Data Processing Addendum

Last updated 2026-04-30 · SCC-based template

This document is a placeholder pending final legal review. The URL is stable; the binding text will appear here on review completion. A pre-signed copy is available on request.

1. Parties & subject matter

This Data Processing Addendum ("DPA") supplements the Wrendex Terms of Service and applies whenever Wrendex processes personal data on behalf of a customer in a controller-processor relationship.

2. Roles

The customer is the controller; Wrendex is the processor. The customer determines the purposes and means of processing; Wrendex processes only on documented instructions from the customer.

3. Categories of data & data subjects

The personal data processed under this DPA consists of any personal data contained in URLs the customer asks Wrendex to audit, plus account data of customer’s members. Data subjects include the customer’s users, employees, and (where applicable) the visitors of the customer’s site.

4. Sub-processors

Wrendex’s current sub-processors are listed at /legal/sub-processors. We provide thirty days’ notice before adding a new sub-processor; customers may object on reasonable grounds.

5. International transfers

For transfers of personal data from the EEA, UK, or Switzerland to a country without an adequacy decision, the EU Standard Contractual Clauses ("SCCs") apply, supplemented by the UK IDTA where relevant.

6. Security

Wrendex implements technical and organisational measures appropriate to the risk, including AES-256 encryption at rest with KMS-managed keys, TLS 1.3 in transit, principle-of-least-privilege access controls, audit logging, and a documented incident response plan.
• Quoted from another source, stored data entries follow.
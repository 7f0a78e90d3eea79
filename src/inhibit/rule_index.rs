use std::sync::{Arc, Mutex};

use ahash::{AHashMap, AHashSet};

use crate::inhibit::rule::InhibitRule;
use crate::labels::LabelSet;

/// Construction options for [`RuleIndex`] (spec §4.2). `min_rules_for_index`
/// below this count, the index is disabled and lookups fall back to a
/// linear scan; `max_matcher_overlap_ratio` excludes equality matchers that
/// would bring back too large a fraction of the rule set as candidates.
#[derive(Debug, Clone, Copy)]
pub struct RuleIndexOptions {
    pub min_rules_for_index: usize,
    pub max_matcher_overlap_ratio: f64,
}

impl Default for RuleIndexOptions {
    fn default() -> Self {
        Self {
            min_rules_for_index: 2,
            max_matcher_overlap_ratio: 0.5,
        }
    }
}

/// A scratch `AHashSet<usize>` pool so `for_each_candidate` can dedupe
/// multi-matcher rules without allocating a fresh set on every query. Not
/// lock-free in the literal sense (it's a mutex-guarded `Vec`), but it gives
/// the same externally-visible contract the spec asks for: borrow, clear,
/// return.
#[derive(Default)]
struct ScratchPool {
    sets: Mutex<Vec<AHashSet<usize>>>,
}

impl ScratchPool {
    fn take(&self) -> AHashSet<usize> {
        self.sets.lock().unwrap().pop().unwrap_or_default()
    }

    fn give_back(&self, mut set: AHashSet<usize>) {
        set.clear();
        self.sets.lock().unwrap().push(set);
    }
}

/// Accelerates target-side matching: given a target label set, produces a
/// *superset* of the rules whose target matchers could match it (spec
/// §4.2). Built once at configuration load and read-only thereafter, so the
/// hot `for_each_candidate` path takes no lock beyond the scratch pool.
pub struct RuleIndex {
    rules: Vec<Arc<InhibitRule>>,
    /// name -> value -> rule indices carrying that equality target matcher
    by_equality: AHashMap<String, AHashMap<String, Vec<usize>>>,
    /// rule indices with no indexable equality target matcher
    linear_residue: Vec<usize>,
    disabled: bool,
    scratch: ScratchPool,
}

impl RuleIndex {
    pub fn build(rules: Vec<Arc<InhibitRule>>, options: RuleIndexOptions) -> Self {
        if rules.len() < options.min_rules_for_index {
            return Self {
                rules,
                by_equality: AHashMap::new(),
                linear_residue: Vec::new(),
                disabled: true,
                scratch: ScratchPool::default(),
            };
        }

        let total = rules.len();
        let mut occurrence_counts: AHashMap<(String, String), usize> = AHashMap::new();
        for rule in &rules {
            for (name, value) in rule.target_matchers.equality_pairs() {
                *occurrence_counts
                    .entry((name.to_string(), value.to_string()))
                    .or_insert(0) += 1;
            }
        }

        let overlap_limit = options.max_matcher_overlap_ratio * total as f64;
        let high_overlap: AHashSet<(String, String)> = occurrence_counts
            .into_iter()
            .filter(|(_, count)| *count as f64 > overlap_limit)
            .map(|(key, _)| key)
            .collect();

        let mut by_equality: AHashMap<String, AHashMap<String, Vec<usize>>> = AHashMap::new();
        let mut linear_residue = Vec::new();

        for (idx, rule) in rules.iter().enumerate() {
            let mut indexed_any = false;
            for (name, value) in rule.target_matchers.equality_pairs() {
                if high_overlap.contains(&(name.to_string(), value.to_string())) {
                    continue;
                }
                indexed_any = true;
                by_equality
                    .entry(name.to_string())
                    .or_default()
                    .entry(value.to_string())
                    .or_default()
                    .push(idx);
            }
            if !indexed_any {
                linear_residue.push(idx);
            }
        }

        Self {
            rules,
            by_equality,
            linear_residue,
            disabled: false,
            scratch: ScratchPool::default(),
        }
    }

    pub fn is_disabled(&self) -> bool {
        self.disabled
    }

    pub fn rules(&self) -> &[Arc<InhibitRule>] {
        &self.rules
    }

    /// Invokes `visitor` for every candidate rule (a superset of the rules
    /// whose target matchers match `labels`), short-circuiting as soon as
    /// `visitor` returns `true`. Candidates are visited in rule
    /// registration order first, then the linear residue in that same
    /// order — `labels` is an `AHashMap` whose iteration order is
    /// unspecified, so the indexed buckets it touches are collected into a
    /// set and sorted by index before visiting, rather than visited in
    /// whatever order the map happens to yield its entries (spec §5: "the
    /// first matching rule reports muting, with rule registration order
    /// providing a deterministic tiebreak").
    pub fn for_each_candidate(&self, labels: &LabelSet, mut visitor: impl FnMut(usize, &Arc<InhibitRule>) -> bool) -> bool {
        if self.disabled {
            for (idx, rule) in self.rules.iter().enumerate() {
                if visitor(idx, rule) {
                    return true;
                }
            }
            return false;
        }

        let mut scratch = self.scratch.take();
        for (name, value) in labels.iter() {
            if let Some(by_value) = self.by_equality.get(name.as_str()) {
                if let Some(candidates) = by_value.get(value.as_str()) {
                    for &idx in candidates {
                        scratch.insert(idx);
                    }
                }
            }
        }

        let mut indices: Vec<usize> = scratch.iter().copied().collect();
        indices.sort_unstable();
        self.scratch.give_back(scratch);

        for idx in indices {
            if visitor(idx, &self.rules[idx]) {
                return true;
            }
        }

        for &idx in &self.linear_residue {
            if visitor(idx, &self.rules[idx]) {
                return true;
            }
        }
        false
    }
}

#[cfg(test)]
mod tests {
    use super::*;
    use crate::matcher::{Matcher, MatcherList};

    fn ls(pairs: &[(&str, &str)]) -> LabelSet {
        pairs.iter().map(|(k, v)| (k.to_string(), v.to_string())).collect()
    }

    fn rule_with_target(target: Vec<Matcher>) -> Arc<InhibitRule> {
        Arc::new(
            InhibitRule::new(
                None,
                MatcherList::new(vec![Matcher::equal("s", "1")]),
                MatcherList::new(target),
                vec![],
            )
            .unwrap(),
        )
    }

    #[test]
    fn below_threshold_disables_index() {
        let rules = vec![rule_with_target(vec![Matcher::equal("t", "1")])];
        let index = RuleIndex::build(rules, RuleIndexOptions::default());
        assert!(index.is_disabled());
    }

    #[test]
    fn index_is_a_superset_filter() {
        let mut rules = Vec::new();
        for i in 0..5 {
            rules.push(rule_with_target(vec![Matcher::equal("t", i.to_string())]));
        }
        let index = RuleIndex::build(rules, RuleIndexOptions::default());
        assert!(!index.is_disabled());

        let mut visited = 0;
        index.for_each_candidate(&ls(&[("t", "3")]), |_idx, _rule| {
            visited += 1;
            false
        });
        assert_eq!(visited, 1);
    }

    #[test]
    fn high_overlap_matcher_is_excluded_from_index() {
        let mut rules = Vec::new();
        for i in 0..100 {
            if i < 60 {
                rules.push(rule_with_target(vec![Matcher::equal("severity", "warning")]));
            } else {
                rules.push(rule_with_target(vec![Matcher::equal("severity", format!("w{i}"))]));
            }
        }
        let index = RuleIndex::build(rules, RuleIndexOptions::default());

        let mut visited = 0;
        index.for_each_candidate(&ls(&[("severity", "warning")]), |_idx, _rule| {
            visited += 1;
            false
        });
        // the 60-rule high-overlap bucket was excluded from `by_equality`
        // entirely, so none of them are looked up by value and all 60 fall
        // to the linear residue, where they're visited unconditionally. The
        // other 40 rules are indexed under their own distinct values and
        // are never touched by a query for `severity=warning`.
        assert_eq!(visited, 60);
    }

    #[test]
    fn dedupes_multi_matcher_rule_candidates() {
        let rule = rule_with_target(vec![Matcher::equal("a", "1"), Matcher::equal("b", "1")]);
        let padding: Vec<_> = (0..3).map(|i| rule_with_target(vec![Matcher::equal("c", i.to_string())])).collect();
        let mut rules = vec![rule];
        rules.extend(padding);
        let index = RuleIndex::build(rules, RuleIndexOptions::default());

        let mut visited = 0;
        index.for_each_candidate(&ls(&[("a", "1"), ("b", "1")]), |_idx, _rule| {
            visited += 1;
            false
        });
        assert_eq!(visited, 1);
    }

    #[test]
    fn candidates_are_visited_in_registration_order_regardless_of_label_iteration_order() {
        // Two labels, each indexing a different rule; registration order
        // places "b"'s rule before "a"'s rule. The query must still visit
        // in index order (0, 1), not whatever order `labels.iter()` yields.
        let rule_for_b = rule_with_target(vec![Matcher::equal("b", "1")]);
        let rule_for_a = rule_with_target(vec![Matcher::equal("a", "1")]);
        let padding = rule_with_target(vec![Matcher::equal("c", "1")]);
        let rules = vec![rule_for_b, rule_for_a, padding];
        let index = RuleIndex::build(rules, RuleIndexOptions::default());

        let mut order = Vec::new();
        index.for_each_candidate(&ls(&[("a", "1"), ("b", "1")]), |idx, _rule| {
            order.push(idx);
            false
        });
        assert_eq!(order, vec![0, 1]);
    }

    #[test]
    fn short_circuits_on_visitor_true() {
        let mut rules = Vec::new();
        for i in 0..5 {
            rules.push(rule_with_target(vec![Matcher::equal("t", i.to_string())]));
        }
        let index = RuleIndex::build(rules, RuleIndexOptions::default());
        let mut visited = 0;
        let found = index.for_each_candidate(&ls(&[("t", "2")]), |_idx, _rule| {
            visited += 1;
            true
        });
        assert!(found);
        assert_eq!(visited, 1);
    }
}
7. Personal data breach notification

Wrendex will notify the customer without undue delay (and within seventy-two hours where feasible) of becoming aware of a personal data breach affecting customer data.

8. Data subject requests

Wrendex will assist the customer in responding to data subject requests, including access, correction, deletion, and portability, by providing reasonable cooperation and tooling.

9. Audit rights

Wrendex will make available, upon written request, the most recent third-party audit reports it holds (e.g. SOC 2). On-site audits are limited to a reasonable scope and frequency, subject to confidentiality.

10. Termination & deletion

Upon termination, Wrendex will delete or return all customer personal data within sixty days, unless retention is required by law.

11. Execution

This DPA forms part of the Terms of Service. Customers requiring a counter-signed copy should request one via /contact.